Post natal care in India allows you to experience the cultural customs that mark this moment of life. For instance, babies are swaddled – not as tightly as was the norm when our grandparents were born – but firmly wrapped in a cotton cloth that keeps baby warm and reminds them of the womb. This practice may seem a little antiquated to us but it certainly does have a way of instilling calmness in the baby.
There is also plenty of popular customary advice given from my neighbours and my maid that I obviously did not follow; not washing your hair for forty days after birth (mother must be absolutely careful not to compromise her health, and having wet hair might expose her to colds), or keeping cotton buds in the ears to protect from air currents.

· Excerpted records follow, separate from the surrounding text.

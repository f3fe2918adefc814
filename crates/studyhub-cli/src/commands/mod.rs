//! CLI command implementations.

mod auth;

pub use auth::{login, logout, signup, status, token, watch};

use anyhow::{Context, Result};
use std::sync::Arc;
use studyhub_auth::{AuthRuntime, AuthState, SessionManager, SupabaseAuthClient};
use studyhub_config::Config;
use studyhub_storage::{CredentialStore, MemoryStorage};
use tracing::debug;

/// A started auth runtime and the provider client behind it.
pub struct AuthContext {
    pub runtime: AuthRuntime,
    pub client: Arc<SupabaseAuthClient>,
}

/// Build the auth runtime from configuration and restore the launch session.
pub async fn start_runtime(config: &Config, ephemeral: bool) -> Result<AuthContext> {
    let credentials = if ephemeral {
        debug!("Using in-memory credential store");
        CredentialStore::new(Box::new(MemoryStorage::new()))
    } else {
        studyhub_storage::create_credential_store(&config.keyring_service)
            .context("Failed to open the system keychain")?
    };

    let client = Arc::new(SupabaseAuthClient::new(
        &config.supabase_url,
        config.supabase_publishable_key.clone(),
        config.request_timeout(),
    )?);

    let sessions = SessionManager::new(credentials).with_refresh_leeway(config.refresh_leeway());
    let runtime = AuthRuntime::new(sessions, client.clone());
    runtime.start().await;

    Ok(AuthContext { runtime, client })
}

/// One-line description of an auth state.
fn describe_state(state: &AuthState) -> String {
    match state {
        AuthState::Loading => "loading".to_string(),
        AuthState::Unauthenticated => "not logged in".to_string(),
        AuthState::Authenticated(principal) => {
            let who = principal
                .email()
                .or_else(|| principal.user_id())
                .unwrap_or("unknown user");
            format!("logged in as {}", who)
        }
    }
}
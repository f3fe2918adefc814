//! Storage trait definitions.

use crate::StorageResult;

/// Trait for secure storage backends
pub trait SecureStorage: Send + Sync {
    /// Store a value securely
    fn set(&self, key: &str, value: &str) -> StorageResult<()>;

    /// Retrieve a value
    fn get(&self, key: &str) -> StorageResult<Option<String>>;

    /// Delete a value. Returns whether anything was removed.
    fn delete(&self, key: &str) -> StorageResult<bool>;

    /// Check if a key exists
    fn has(&self, key: &str) -> StorageResult<bool> {
        Ok(self.get(key)?.is_some())
    }
}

There are also typical dishes prepared and offered to the new mother to keep her strong and healthy. Among these, a recipe using ghee (clarified butter), which has a massive amount of calories and to our Western minds conditioned to immediately lose weight after giving birth, you would avoid like the plague. Doctors try to explain the uselessness or the damage of these practices…often to no avail!
Another custom, even in the wealthiest strata of society, is to send new mothers to live with her parents in law. I have even been told of a case of a poor woman in labour, who had to wait for authorization from her parents in law before she could receive an epidural!
The clinic where I gave birth is the Columbia Asia Hospital, branches can also be found in Malaysia, India, Indonesia and Vietnam.
My surgeon gynecologist is Dr. Jyothi V. Shenoy, who I shall forever be indebted as part of my special adventure of having a baby MADE IN INDIA.